The response must contain every line below in which "reqwest" appears.
•••
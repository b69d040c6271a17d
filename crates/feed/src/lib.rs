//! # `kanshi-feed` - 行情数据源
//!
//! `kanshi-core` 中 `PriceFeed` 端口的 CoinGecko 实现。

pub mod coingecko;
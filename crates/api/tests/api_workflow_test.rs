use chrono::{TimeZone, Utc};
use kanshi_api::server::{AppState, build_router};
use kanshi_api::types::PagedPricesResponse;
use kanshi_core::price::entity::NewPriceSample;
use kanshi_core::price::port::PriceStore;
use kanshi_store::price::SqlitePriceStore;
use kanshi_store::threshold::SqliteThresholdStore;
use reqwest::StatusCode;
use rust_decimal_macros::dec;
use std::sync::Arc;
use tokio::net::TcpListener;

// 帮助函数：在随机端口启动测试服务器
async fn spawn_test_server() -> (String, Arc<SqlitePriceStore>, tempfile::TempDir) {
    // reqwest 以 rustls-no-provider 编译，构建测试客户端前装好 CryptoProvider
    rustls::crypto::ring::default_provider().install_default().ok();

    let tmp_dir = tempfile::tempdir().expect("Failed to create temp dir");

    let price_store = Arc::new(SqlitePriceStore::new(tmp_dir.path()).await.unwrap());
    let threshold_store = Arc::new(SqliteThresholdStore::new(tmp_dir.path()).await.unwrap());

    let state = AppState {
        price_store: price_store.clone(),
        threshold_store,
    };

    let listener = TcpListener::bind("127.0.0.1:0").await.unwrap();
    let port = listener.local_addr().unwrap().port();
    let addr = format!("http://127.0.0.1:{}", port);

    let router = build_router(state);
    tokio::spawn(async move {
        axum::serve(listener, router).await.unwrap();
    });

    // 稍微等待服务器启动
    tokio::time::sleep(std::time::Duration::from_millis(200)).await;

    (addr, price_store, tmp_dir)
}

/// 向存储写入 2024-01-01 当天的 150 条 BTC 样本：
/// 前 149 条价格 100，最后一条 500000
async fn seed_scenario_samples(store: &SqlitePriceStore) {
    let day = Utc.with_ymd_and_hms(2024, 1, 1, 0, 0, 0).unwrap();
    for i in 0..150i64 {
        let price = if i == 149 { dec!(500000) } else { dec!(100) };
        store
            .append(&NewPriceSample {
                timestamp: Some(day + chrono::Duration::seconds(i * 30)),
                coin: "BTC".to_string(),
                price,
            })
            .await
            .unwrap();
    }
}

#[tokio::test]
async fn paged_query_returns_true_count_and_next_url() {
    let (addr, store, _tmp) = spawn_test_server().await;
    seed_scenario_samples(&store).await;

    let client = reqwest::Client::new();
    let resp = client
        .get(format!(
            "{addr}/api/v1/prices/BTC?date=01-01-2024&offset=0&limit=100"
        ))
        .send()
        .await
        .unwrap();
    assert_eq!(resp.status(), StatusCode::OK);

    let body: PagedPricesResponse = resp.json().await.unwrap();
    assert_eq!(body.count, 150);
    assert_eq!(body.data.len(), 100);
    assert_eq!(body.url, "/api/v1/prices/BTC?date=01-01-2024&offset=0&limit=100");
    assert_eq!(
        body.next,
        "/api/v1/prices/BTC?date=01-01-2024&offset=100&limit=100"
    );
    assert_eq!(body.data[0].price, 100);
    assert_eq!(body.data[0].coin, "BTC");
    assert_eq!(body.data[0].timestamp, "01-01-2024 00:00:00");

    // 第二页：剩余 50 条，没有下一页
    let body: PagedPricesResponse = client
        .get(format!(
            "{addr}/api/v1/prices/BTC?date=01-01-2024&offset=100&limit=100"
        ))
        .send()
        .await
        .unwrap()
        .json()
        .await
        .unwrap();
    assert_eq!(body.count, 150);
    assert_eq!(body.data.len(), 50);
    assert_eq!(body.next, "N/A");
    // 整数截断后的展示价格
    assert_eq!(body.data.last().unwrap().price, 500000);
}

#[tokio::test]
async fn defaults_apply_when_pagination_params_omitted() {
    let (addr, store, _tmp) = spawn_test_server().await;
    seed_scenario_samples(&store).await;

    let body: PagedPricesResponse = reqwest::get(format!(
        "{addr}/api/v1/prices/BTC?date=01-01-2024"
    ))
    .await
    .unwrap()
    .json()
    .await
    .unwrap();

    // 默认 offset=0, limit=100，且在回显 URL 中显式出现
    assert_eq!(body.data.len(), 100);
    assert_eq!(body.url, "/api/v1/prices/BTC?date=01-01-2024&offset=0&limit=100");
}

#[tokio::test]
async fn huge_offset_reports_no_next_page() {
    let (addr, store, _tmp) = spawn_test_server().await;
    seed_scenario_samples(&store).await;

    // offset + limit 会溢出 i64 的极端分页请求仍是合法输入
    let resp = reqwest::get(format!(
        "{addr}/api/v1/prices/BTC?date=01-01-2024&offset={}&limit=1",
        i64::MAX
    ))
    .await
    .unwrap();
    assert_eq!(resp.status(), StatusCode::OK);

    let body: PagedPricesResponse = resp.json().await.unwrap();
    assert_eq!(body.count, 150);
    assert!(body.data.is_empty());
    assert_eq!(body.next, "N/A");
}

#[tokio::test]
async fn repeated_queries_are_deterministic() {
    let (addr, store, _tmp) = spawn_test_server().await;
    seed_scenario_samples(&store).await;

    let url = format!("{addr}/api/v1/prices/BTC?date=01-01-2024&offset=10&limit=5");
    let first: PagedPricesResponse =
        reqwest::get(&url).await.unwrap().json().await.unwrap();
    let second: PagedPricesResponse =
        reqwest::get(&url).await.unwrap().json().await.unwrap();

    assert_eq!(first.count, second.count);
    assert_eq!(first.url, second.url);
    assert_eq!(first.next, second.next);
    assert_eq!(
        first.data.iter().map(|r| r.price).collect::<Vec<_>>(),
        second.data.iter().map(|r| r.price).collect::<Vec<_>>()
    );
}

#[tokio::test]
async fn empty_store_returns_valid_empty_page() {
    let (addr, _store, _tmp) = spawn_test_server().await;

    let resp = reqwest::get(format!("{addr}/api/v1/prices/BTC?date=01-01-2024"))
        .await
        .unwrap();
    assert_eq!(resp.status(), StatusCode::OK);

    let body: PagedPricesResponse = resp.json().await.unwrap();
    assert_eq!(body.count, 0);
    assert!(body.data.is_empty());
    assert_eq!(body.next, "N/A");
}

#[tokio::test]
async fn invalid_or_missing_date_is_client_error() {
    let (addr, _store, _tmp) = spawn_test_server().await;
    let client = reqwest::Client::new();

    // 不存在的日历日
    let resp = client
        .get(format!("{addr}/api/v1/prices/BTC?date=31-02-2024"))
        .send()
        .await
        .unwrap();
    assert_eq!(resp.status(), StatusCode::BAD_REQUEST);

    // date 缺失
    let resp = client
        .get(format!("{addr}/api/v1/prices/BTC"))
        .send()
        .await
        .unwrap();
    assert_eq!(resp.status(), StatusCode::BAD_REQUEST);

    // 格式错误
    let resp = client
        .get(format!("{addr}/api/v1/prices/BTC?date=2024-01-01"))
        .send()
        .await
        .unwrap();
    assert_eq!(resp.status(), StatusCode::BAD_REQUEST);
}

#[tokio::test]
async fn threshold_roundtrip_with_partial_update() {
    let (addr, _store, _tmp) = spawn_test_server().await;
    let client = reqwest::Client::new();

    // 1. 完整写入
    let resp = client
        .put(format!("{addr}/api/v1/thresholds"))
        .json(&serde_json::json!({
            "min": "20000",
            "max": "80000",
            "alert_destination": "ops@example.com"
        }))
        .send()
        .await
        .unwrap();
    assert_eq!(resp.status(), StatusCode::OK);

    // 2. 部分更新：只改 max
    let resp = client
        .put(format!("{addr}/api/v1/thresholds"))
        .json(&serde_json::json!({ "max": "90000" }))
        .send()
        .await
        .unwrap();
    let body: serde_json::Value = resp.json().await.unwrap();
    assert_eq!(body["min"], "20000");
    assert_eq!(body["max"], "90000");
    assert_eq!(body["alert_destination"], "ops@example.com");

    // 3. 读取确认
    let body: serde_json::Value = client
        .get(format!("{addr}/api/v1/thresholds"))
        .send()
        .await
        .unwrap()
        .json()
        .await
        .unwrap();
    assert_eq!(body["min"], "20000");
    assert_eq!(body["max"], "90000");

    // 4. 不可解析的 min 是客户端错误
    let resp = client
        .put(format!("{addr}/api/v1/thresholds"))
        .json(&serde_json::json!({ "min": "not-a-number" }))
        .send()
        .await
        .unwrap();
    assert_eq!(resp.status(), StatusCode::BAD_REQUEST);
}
•••
SOLVED PROBLEM.
use reqwest::StatusCode;
    // reqwest 以 rustls-no-provider 编译，构建测试客户端前装好 CryptoProvider
    let client = reqwest::Client::new();
    let body: PagedPricesResponse = reqwest::get(format!(
    let resp = reqwest::get(format!(
        reqwest::get(&url).await.unwrap().json().await.unwrap();
        reqwest::get(&url).await.unwrap().json().await.unwrap();
    let resp = reqwest::get(format!("{addr}/api/v1/prices/BTC?date=01-01-2024"))
    let client = reqwest::Client::new();
    let client = reqwest::Client::new();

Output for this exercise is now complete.